Lenten Journal, Day 20
Sigh . . . . it’s detachment time again!
This Lent, my first as a retired priest, is certainly focusing my attention on not focusing my attention, which is just a cute way to say “Detachment.” The need to “let go” is hitting me squarely between the eyes.
I’m feeling very much like a stubborn donkey.
When I was a young kid one of my best friends was a little girl who was the daughter of one of my mother’s sorority sisters. She and I were the same age and we were both crazy about horses. My folks were not able to afford buying a horse, but they could afford for me to take riding lessons and take part in riding competitions on one of my instructor’s mounts. My friend’s parents couldn’t afford that. As an alternative, my friend’s father thought he would give his daughter a mule, a cast-off miner’s animal, I think.
He was told that the way to get a donkey’s attention was to “hit it between the eyes.” When this old jackass didn’t obey and wouldn’t move, that’s what he did. Whoever told him that either lied or neglected to tell him to use a 2X4! He belted the mule between the eyes with his bare fist . . . and broke his hand.

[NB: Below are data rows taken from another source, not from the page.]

//! Event type definitions for the event bus.
//!
//! This module defines the semantic events derived from raw editor state
//! changes, organized by category. Events are designed to be cloneable and
//! serializable for logging/replay; they are constructed, broadcast, and
//! discarded, never stored by the onboarding layer.

use serde::{Deserialize, Serialize};

use crate::data::{Polygon, Tool};

/// Root event enum for all semantic editor events
#[derive(Debug, Clone, Serialize, Deserialize)]
pub enum EditorEvent {
    /// Active tool changes
    Tool(ToolEvent),
    /// Polygon lifecycle (created / split / merged)
    Shape(ShapeEvent),
    /// Selection changes
    Selection(SelectionEvent),
    /// Failed boolean operations
    Failure(FailureEvent),
}

impl EditorEvent {
    /// Get the category of this event
    pub fn category(&self) -> EventCategory {
        match self {
            EditorEvent::Tool(_) => EventCategory::Tool,
            EditorEvent::Shape(_) => EventCategory::Shape,
            EditorEvent::Selection(_) => EventCategory::Selection,
            EditorEvent::Failure(_) => EventCategory::Failure,
        }
    }

    /// Get a short description of this event for logging
    pub fn description(&self) -> String {
        match self {
            EditorEvent::Tool(e) => e.description(),
            EditorEvent::Shape(e) => e.description(),
            EditorEvent::Selection(e) => e.description(),
            EditorEvent::Failure(e) => e.description(),
        }
    }
}

/// Event category for filtering
#[derive(Debug, Clone, Copy, PartialEq, Eq, Hash, Serialize, Deserialize)]
pub enum EventCategory {
    /// Active tool change events.
    Tool,
    /// Polygon lifecycle events.
    Shape,
    /// Selection change events.
    Selection,
    /// Failed operation events.
    Failure,
}

impl std::fmt::Display for EventCategory {
    fn fmt(&self, f: &mut std::fmt::Formatter<'_>) -> std::fmt::Result {
        match self {
            EventCategory::Tool => write!(f, "Tool"),
            EventCategory::Shape => write!(f, "Shape"),
            EventCategory::Selection => write!(f, "Selection"),
            EventCategory::Failure => write!(f, "Failure"),
        }
    }
}

/// Tool change events
#[derive(Debug, Clone, Serialize, Deserialize)]
pub enum ToolEvent {
    /// The active tool changed.
    Changed {
        /// Tool that was active before the change.
        previous: Tool,
        /// Tool that is active now.
        current: Tool,
    },
}

impl ToolEvent {
    fn description(&self) -> String {
        match self {
            ToolEvent::Changed { previous, current } => {
                format!("Tool: {} -> {}", previous, current)
            }
        }
    }
}

/// Polygon lifecycle events
#[derive(Debug, Clone, Serialize, Deserialize)]
pub enum ShapeEvent {
    /// A single polygon was drawn with the pen tool.
    Created {
        /// The newly created polygon.
        polygon: Polygon,
        /// Total polygon count after the creation.
        total_polygons: usize,
        /// Whether the new polygon's region intersects any existing one.
        touches_existing: bool,
    },
    /// One or more polygons were produced by a split operation.
    Split {
        /// The polygons added by the split, in engine order.
        new_polygons: Vec<Polygon>,
        /// Total polygon count after the split.
        total_polygons: usize,
        /// Number of polygons the split added.
        split_count: usize,
    },
    /// Polygons were merged into one surviving shape.
    Merged {
        /// The polygons remaining after the merge.
        remaining_polygons: Vec<Polygon>,
        /// Total polygon count after the merge.
        total_polygons: usize,
        /// Number of polygons consumed by the merge (inputs, not delta).
        merged_count: usize,
    },
}

impl ShapeEvent {
    fn description(&self) -> String {
        match self {
            ShapeEvent::Created {
                total_polygons,
                touches_existing,
                ..
            } => format!(
                "Created (total {}, touching: {})",
                total_polygons, touches_existing
            ),
            ShapeEvent::Split {
                split_count,
                total_polygons,
                ..
            } => format!("Split +{} (total {})", split_count, total_polygons),
            ShapeEvent::Merged {
                merged_count,
                total_polygons,
                ..
            } => format!("Merged {} (total {})", merged_count, total_polygons),
        }
    }
}

/// Selection change events
#[derive(Debug, Clone, Serialize, Deserialize)]
pub enum SelectionEvent {
    /// The selection set changed.
    Changed {
        /// Ids of the currently selected polygons.
        selected: Vec<u64>,
        /// Number of selected polygons.
        selected_count: usize,
    },
}

impl SelectionEvent {
    fn description(&self) -> String {
        match self {
            SelectionEvent::Changed { selected_count, .. } => {
                format!("Selected: {} polygons", selected_count)
            }
        }
    }
}

/// Structured reason for a failed boolean operation
#[derive(Debug, Clone, Copy, PartialEq, Eq, Serialize, Deserialize)]
#[serde(rename_all = "snake_case")]
pub enum FailureReason {
    /// Merge inputs do not share an edge or point.
    NotTouching,
    /// The slicing shape does not intersect the target polygon.
    NoIntersection,
}

impl FailureReason {
    /// Stable string form of this reason.
    pub fn as_str(&self) -> &'static str {
        match self {
            FailureReason::NotTouching => "not_touching",
            FailureReason::NoIntersection => "no_intersection",
        }
    }
}

impl std::fmt::Display for FailureReason {
    fn fmt(&self, f: &mut std::fmt::Formatter<'_>) -> std::fmt::Result {
        write!(f, "{}", self.as_str())
    }
}

/// Failed operation events
#[derive(Debug, Clone, Serialize, Deserialize)]
pub enum FailureEvent {
    /// A merge was rejected by the engine.
    MergeFailed {
        /// Structured failure reason.
        reason: FailureReason,
        /// Original engine error text.
        message: String,
    },
    /// A split was rejected by the engine.
    SplitFailed {
        /// Structured failure reason.
        reason: FailureReason,
        /// Original engine error text.
        message: String,
    },
}

impl FailureEvent {
    fn description(&self) -> String {
        match self {
            FailureEvent::MergeFailed { reason, .. } => format!("Merge failed: {}", reason),
            FailureEvent::SplitFailed { reason, .. } => format!("Split failed: {}", reason),
        }
    }
}

#[cfg(test)]
mod tests {
    use super::*;
    use crate::data::Point;

    #[test]
    fn test_event_category() {
        let event = EditorEvent::Tool(ToolEvent::Changed {
            previous: Tool::Select,
            current: Tool::Pen,
        });
        assert_eq!(event.category(), EventCategory::Tool);

        let event = EditorEvent::Selection(SelectionEvent::Changed {
            selected: vec![1, 2],
            selected_count: 2,
        });
        assert_eq!(event.category(), EventCategory::Selection);
    }

    #[test]
    fn test_event_description() {
        let event = EditorEvent::Shape(ShapeEvent::Created {
            polygon: Polygon::new(1, vec![Point::new(0.0, 0.0)]),
            total_polygons: 1,
            touches_existing: false,
        });
        assert!(event.description().contains("Created"));
        assert!(event.description().contains("total 1"));
    }

    #[test]
    fn test_event_serialization() {
        let event = EditorEvent::Failure(FailureEvent::MergeFailed {
            reason: FailureReason::NotTouching,
            message: "Polygons are not touching".to_string(),
        });
        let json = serde_json::to_string(&event).expect("Should serialize");
        assert!(json.contains("not_touching"));
        let parsed: EditorEvent = serde_json::from_str(&json).expect("Should deserialize");

        if let EditorEvent::Failure(FailureEvent::MergeFailed { reason, .. }) = parsed {
            assert_eq!(reason, FailureReason::NotTouching);
        } else {
            panic!("Wrong event type after deserialization");
        }
    }
}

Anyway, I’ve remembered that episode my whole life (it took place at least 62 years ago, because my father was still alive) and today I feel like that donkey. I keep getting hit between the eyes with the need to turn loose.
Diocesan policy says I’m not supposed to have pastoral contact with members of my last parish, but I still live here in this town and I still run into folks at the supermarket or dog groomer or wherever. That happened yesterday. And I was told by the disappointed former parishioner I encountered that it has been announced that there will be no incense at the masses on Easter. She sighed; I smiled whistfully. Then she told me that the long-standing tradition of offering unction and healing prayer at the masses on the last Sunday of each month is being discontinued because the priest who starts soon as interim is “not comfortable” with that. “That wasn’t something you started,” she said. “That was something we asked for.” Another whistful smile. I forbore to comment.

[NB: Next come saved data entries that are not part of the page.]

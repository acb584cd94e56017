//! Event Bus implementation.
//!
//! Provides the core EventBus struct and global instance for
//! application-wide event distribution.

use parking_lot::RwLock;
use std::collections::{HashMap, VecDeque};
use std::sync::{Arc, OnceLock, Weak};
use std::time::{Duration, Instant};
use tokio::sync::broadcast;
use uuid::Uuid;

use super::events::{EditorEvent, EventCategory};

/// Identifier for a registered event subscription
#[derive(Debug, Clone, Copy, PartialEq, Eq, Hash)]
pub struct SubscriptionId(Uuid);

impl SubscriptionId {
    /// Create a new unique subscription ID
    fn new() -> Self {
        Self(Uuid::new_v4())
    }
}

impl std::fmt::Display for SubscriptionId {
    fn fmt(&self, f: &mut std::fmt::Formatter<'_>) -> std::fmt::Result {
        write!(f, "Sub({})", &self.0.to_string()[..8])
    }
}

/// Filter to receive only specific event types
#[derive(Debug, Clone, Default)]
pub enum EventFilter {
    /// Receive all events.
    #[default]
    All,
    /// Receive events matching any of these categories.
    Categories(Vec<EventCategory>),
}

impl EventFilter {
    /// Check if an event matches this filter
    pub fn matches(&self, event: &EditorEvent) -> bool {
        match self {
            EventFilter::All => true,
            EventFilter::Categories(categories) => categories.contains(&event.category()),
        }
    }
}

/// Type alias for event handler functions
type EventHandler = Box<dyn Fn(EditorEvent) + Send + Sync>;

/// Type alias for the registered handler table
type HandlerMap = HashMap<SubscriptionId, (EventFilter, EventHandler)>;

/// Guard for a registered subscription.
///
/// The handler stays registered for as long as this guard is alive; dropping
/// it unsubscribes. Listeners that must outlive their registration site can
/// call [`Subscription::detach`].
#[must_use = "dropping a Subscription unsubscribes its handler"]
pub struct Subscription {
    id: SubscriptionId,
    handlers: Weak<RwLock<HandlerMap>>,
    detached: bool,
}

impl Subscription {
    /// The identifier of this subscription.
    pub fn id(&self) -> SubscriptionId {
        self.id
    }

    /// Keep the handler registered for the lifetime of the bus.
    pub fn detach(mut self) {
        self.detached = true;
    }
}

impl Drop for Subscription {
    fn drop(&mut self) {
        if self.detached {
            return;
        }
        if let Some(handlers) = self.handlers.upgrade() {
            if handlers.write().remove(&self.id).is_some() {
                tracing::debug!("Subscription {} removed on drop", self.id);
            }
        }
    }
}

impl std::fmt::Debug for Subscription {
    fn fmt(&self, f: &mut std::fmt::Formatter<'_>) -> std::fmt::Result {
        f.debug_struct("Subscription")
            .field("id", &self.id)
            .field("detached", &self.detached)
            .finish()
    }
}

/// Configuration for the event bus
#[derive(Debug, Clone)]
pub struct EventBusConfig {
    /// Channel capacity for broadcast.
    pub channel_capacity: usize,
    /// Whether to keep event history.
    pub enable_history: bool,
    /// Maximum number of events to retain in history.
    pub max_history_size: usize,
    /// How long to retain events in history.
    pub history_retention: Duration,
}

impl Default for EventBusConfig {
    fn default() -> Self {
        Self {
            channel_capacity: 1024,
            enable_history: false,
            max_history_size: 1000,
            history_retention: Duration::from_secs(300),
        }
    }
}

/// Event with timestamp for history
#[derive(Debug, Clone)]
struct TimestampedEvent {
    event: EditorEvent,
    timestamp: Instant,
}

/// Error types for event bus operations
#[derive(Debug, Clone, thiserror::Error)]
pub enum EventBusError {
    /// No subscribers are listening
    #[error("No active subscribers")]
    NoSubscribers,
}

/// Central event bus for application-wide event distribution
pub struct EventBus {
    /// Broadcast channel sender
    sender: broadcast::Sender<EditorEvent>,
    /// Registered synchronous handlers
    handlers: Arc<RwLock<HandlerMap>>,
    /// Event history (optional)
    history: Arc<RwLock<VecDeque<TimestampedEvent>>>,
    /// Configuration
    config: EventBusConfig,
}

impl EventBus {
    /// Create a new event bus with default configuration
    pub fn new() -> Self {
        Self::with_config(EventBusConfig::default())
    }

    /// Create a new event bus with custom configuration
    pub fn with_config(config: EventBusConfig) -> Self {
        let (sender, _) = broadcast::channel(config.channel_capacity);
        Self {
            sender,
            handlers: Arc::new(RwLock::new(HashMap::new())),
            history: Arc::new(RwLock::new(VecDeque::new())),
            config,
        }
    }

    /// Publish an event to all subscribers
    ///
    /// Handlers run synchronously on the publishing thread before this
    /// returns, so a listener reacting to the event sees the just-updated
    /// snapshot. Returns the number of async receivers, or an error if
    /// nobody is listening at all.
    pub fn publish(&self, event: EditorEvent) -> Result<usize, EventBusError> {
        tracing::debug!("Publishing: {}", event.description());

        // Add to history if enabled
        if self.config.enable_history {
            self.add_to_history(&event);
        }

        // Call synchronous handlers
        let handlers = self.handlers.read();
        for (_, (filter, handler)) in handlers.iter() {
            if filter.matches(&event) {
                handler(event.clone());
            }
        }

        // Send via broadcast channel for async receivers
        match self.sender.send(event) {
            Ok(count) => Ok(count),
            Err(_) => {
                // No receivers, but handlers may have been called
                if handlers.is_empty() {
                    Err(EventBusError::NoSubscribers)
                } else {
                    Ok(0)
                }
            }
        }
    }

    /// Subscribe to events with a synchronous handler
    ///
    /// The handler will be called on the publishing thread, so it should
    /// return quickly to avoid blocking event dispatch. The returned guard
    /// unsubscribes on drop.
    pub fn subscribe<F>(&self, filter: EventFilter, handler: F) -> Subscription
    where
        F: Fn(EditorEvent) + Send + Sync + 'static,
    {
        let id = SubscriptionId::new();
        let mut handlers = self.handlers.write();
        handlers.insert(id, (filter, Box::new(handler)));
        tracing::debug!("Subscription {} added", id);
        Subscription {
            id,
            handlers: Arc::downgrade(&self.handlers),
            detached: false,
        }
    }

    /// Get a receiver for manual event polling
    ///
    /// This is useful for async contexts where you want to receive events
    /// in a tokio task.
    pub fn receiver(&self) -> broadcast::Receiver<EditorEvent> {
        self.sender.subscribe()
    }

    /// Unsubscribe from events
    ///
    /// Returns true if the subscription was found and removed.
    pub fn unsubscribe(&self, id: SubscriptionId) -> bool {
        let mut handlers = self.handlers.write();
        let removed = handlers.remove(&id).is_some();
        if removed {
            tracing::debug!("Subscription {} removed", id);
        }
        removed
    }

    /// Get the number of active subscriptions
    pub fn subscriber_count(&self) -> usize {
        self.handlers.read().len()
    }

    /// Get recent event history (if enabled)
    ///
    /// Returns events since the given instant, or all history if None.
    pub fn history(&self, since: Option<Instant>) -> Vec<EditorEvent> {
        if !self.config.enable_history {
            return Vec::new();
        }

        let history = self.history.read();
        match since {
            Some(since) => history
                .iter()
                .filter(|e| e.timestamp >= since)
                .map(|e| e.event.clone())
                .collect(),
            None => history.iter().map(|e| e.event.clone()).collect(),
        }
    }

    /// Clear event history
    pub fn clear_history(&self) {
        let mut history = self.history.write();
        history.clear();
    }

    /// Get the current configuration
    pub fn config(&self) -> &EventBusConfig {
        &self.config
    }

    /// Add an event to history, maintaining size and age limits
    fn add_to_history(&self, event: &EditorEvent) {
        let mut history = self.history.write();
        let now = Instant::now();

        // Add new event
        history.push_back(TimestampedEvent {
            event: event.clone(),
            timestamp: now,
        });

        // Remove old events
        let retention = self.config.history_retention;
        while history
            .front()
            .is_some_and(|e| now.duration_since(e.timestamp) > retention)
        {
            history.pop_front();
        }

        // Enforce max size
        while history.len() > self.config.max_history_size {
            history.pop_front();
        }
    }
}

impl Default for EventBus {
    fn default() -> Self {
        Self::new()
    }
}

impl std::fmt::Debug for EventBus {
    fn fmt(&self, f: &mut std::fmt::Formatter<'_>) -> std::fmt::Result {
        f.debug_struct("EventBus")
            .field("subscribers", &self.subscriber_count())
            .field("config", &self.config)
            .finish()
    }
}

/// Global event bus instance
static EVENT_BUS: OnceLock<EventBus> = OnceLock::new();

/// Get or initialize the global event bus
///
/// This is the primary way to access the event bus throughout the application.
pub fn event_bus() -> &'static EventBus {
    EVENT_BUS.get_or_init(EventBus::new)
}

/// Initialize the global event bus with custom configuration
///
/// Must be called before any calls to `event_bus()`. Returns an error if
/// the event bus has already been initialized.
pub fn init_event_bus(config: EventBusConfig) -> Result<(), EventBusConfig> {
    EVENT_BUS
        .set(EventBus::with_config(config))
        .map_err(|bus| bus.config.clone())
}

/// Convenience macro to publish an event to the global event bus
#[macro_export]
macro_rules! emit {
    ($event:expr) => {
        $crate::event_bus::event_bus().publish($event)
    };
}

/// Convenience macro to subscribe to events on the global event bus
#[macro_export]
macro_rules! on_event {
    ($filter:expr, $handler:expr) => {
        $crate::event_bus::event_bus().subscribe($filter, $handler)
    };
}

#[cfg(test)]
mod tests {
    use super::*;
    use crate::data::Tool;
    use crate::event_bus::events::{SelectionEvent, ToolEvent};
    use std::sync::atomic::{AtomicUsize, Ordering};

    fn tool_changed(previous: Tool, current: Tool) -> EditorEvent {
        EditorEvent::Tool(ToolEvent::Changed { previous, current })
    }

    fn selection(selected: Vec<u64>) -> EditorEvent {
        let selected_count = selected.len();
        EditorEvent::Selection(SelectionEvent::Changed {
            selected,
            selected_count,
        })
    }

    #[test]
    fn test_event_bus_creation() {
        let bus = EventBus::new();
        assert_eq!(bus.subscriber_count(), 0);
    }

    #[test]
    fn test_subscription_drop_unsubscribes() {
        let bus = EventBus::new();

        let sub = bus.subscribe(EventFilter::All, |_| {});
        assert_eq!(bus.subscriber_count(), 1);

        drop(sub);
        assert_eq!(bus.subscriber_count(), 0);
    }

    #[test]
    fn test_subscription_detach() {
        let bus = EventBus::new();

        let sub = bus.subscribe(EventFilter::All, |_| {});
        let id = sub.id();
        sub.detach();
        assert_eq!(bus.subscriber_count(), 1);

        assert!(bus.unsubscribe(id));
        assert_eq!(bus.subscriber_count(), 0);

        // Double unsubscribe should return false
        assert!(!bus.unsubscribe(id));
    }

    #[test]
    fn test_event_delivery() {
        let bus = EventBus::new();
        let counter = Arc::new(AtomicUsize::new(0));
        let counter_clone = counter.clone();

        let _sub = bus.subscribe(EventFilter::All, move |_| {
            counter_clone.fetch_add(1, Ordering::SeqCst);
        });

        bus.publish(tool_changed(Tool::Select, Tool::Pen))
            .expect("Should publish");
        assert_eq!(counter.load(Ordering::SeqCst), 1);
    }

    #[test]
    fn test_no_delivery_after_drop() {
        let bus = EventBus::new();
        let counter = Arc::new(AtomicUsize::new(0));
        let counter_clone = counter.clone();

        let sub = bus.subscribe(EventFilter::All, move |_| {
            counter_clone.fetch_add(1, Ordering::SeqCst);
        });
        bus.publish(tool_changed(Tool::Select, Tool::Pen)).ok();
        drop(sub);
        bus.publish(tool_changed(Tool::Pen, Tool::Split)).ok();

        assert_eq!(counter.load(Ordering::SeqCst), 1);
    }

    #[test]
    fn test_event_filtering() {
        let bus = EventBus::new();
        let tool_count = Arc::new(AtomicUsize::new(0));
        let selection_count = Arc::new(AtomicUsize::new(0));

        let tc = tool_count.clone();
        let _tool_sub = bus.subscribe(
            EventFilter::Categories(vec![EventCategory::Tool]),
            move |_| {
                tc.fetch_add(1, Ordering::SeqCst);
            },
        );

        let sc = selection_count.clone();
        let _selection_sub = bus.subscribe(
            EventFilter::Categories(vec![EventCategory::Selection]),
            move |_| {
                sc.fetch_add(1, Ordering::SeqCst);
            },
        );

        bus.publish(tool_changed(Tool::Select, Tool::Pen)).ok();
        bus.publish(selection(vec![1, 2])).ok();

        assert_eq!(tool_count.load(Ordering::SeqCst), 1);
        assert_eq!(selection_count.load(Ordering::SeqCst), 1);
    }

    #[test]
    fn test_event_history() {
        let config = EventBusConfig {
            enable_history: true,
            max_history_size: 10,
            ..Default::default()
        };
        let bus = EventBus::with_config(config);

        for _ in 0..5 {
            bus.publish(selection(vec![1])).ok();
        }

        let history = bus.history(None);
        assert_eq!(history.len(), 5);

        bus.clear_history();
        assert_eq!(bus.history(None).len(), 0);
    }

    #[test]
    fn test_history_max_size() {
        let config = EventBusConfig {
            enable_history: true,
            max_history_size: 5,
            ..Default::default()
        };
        let bus = EventBus::with_config(config);

        for _ in 0..10 {
            bus.publish(selection(vec![1])).ok();
        }

        let history = bus.history(None);
        assert_eq!(history.len(), 5);
    }

    #[test]
    fn test_filter_matches() {
        let event = tool_changed(Tool::Select, Tool::Pen);

        assert!(EventFilter::All.matches(&event));
        assert!(EventFilter::Categories(vec![EventCategory::Tool]).matches(&event));
        assert!(!EventFilter::Categories(vec![EventCategory::Shape]).matches(&event));
        assert!(
            EventFilter::Categories(vec![EventCategory::Tool, EventCategory::Shape])
                .matches(&event)
        );
    }

    #[tokio::test]
    async fn test_async_receiver() {
        let bus = EventBus::new();
        let mut receiver = bus.receiver();

        bus.publish(tool_changed(Tool::Select, Tool::Split)).ok();

        let received = receiver.try_recv();
        assert!(received.is_ok());

        if let Ok(EditorEvent::Tool(ToolEvent::Changed { current, .. })) = received {
            assert_eq!(current, Tool::Split);
        } else {
            panic!("Wrong event received");
        }
    }
}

And I won’t comment here. It’s no longer my parish; it’s no longer my decision. “Not your circus, not your monkeys,” an older retired priest told me to remember as I was in the retirement process. So true, but one finds that one’s legacy begins to crumble almost immediately upon retirement; the monkeys one hoped would stick around are flying away, and taking their bellhop uniforms with them, I suspect.
That’s the Lenten discipline that this Lent keeps hitting me with: to let those monkeys go. Detach. Let go of that legacy, especially when it belts you between the eyes with its bare fist.